//! Cartwright prelude.
//!
//! Convenience exports for common library consumers.

pub use crate::{
    cart::{Cart, CartError, OwnerId},
    checkout::{
        Checkout, CheckoutError, CheckoutPhase, PaymentError, PaymentGateway, PaymentReference,
        PaymentRequest,
    },
    config::{ConfigError, PricingConfig},
    discounts::DiscountTable,
    fixtures::{Fixture, FixtureError},
    items::CartLineItem,
    pricing::{PricingBreakdown, PricingError, RoundedBreakdown, compute_breakdown},
    products::{Product, ProductId},
    receipt::{Receipt, ReceiptError},
    shipping::{ShippingMethod, ShippingRates},
    store::{CartStore, InMemoryCartStore, StoreError},
};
# # # # # # #
Take the records shown above and output them again exactly.

//! Cartwright prelude.
//!
//! Convenience exports for common library consumers.

pub use crate::{
    cart::{Cart, CartError, OwnerId},
    checkout::{
        Checkout, CheckoutError, CheckoutPhase, PaymentError, PaymentGateway, PaymentReference,
        PaymentRequest,
    },
    config::{ConfigError, PricingConfig},
    discounts::DiscountTable,
    fixtures::{Fixture, FixtureError},
    items::CartLineItem,
    pricing::{PricingBreakdown, PricingError, RoundedBreakdown, compute_breakdown},
    products::{Product, ProductId},
    receipt::{Receipt, ReceiptError},
    shipping::{ShippingMethod, ShippingRates},
    store::{CartStore, InMemoryCartStore, StoreError},
};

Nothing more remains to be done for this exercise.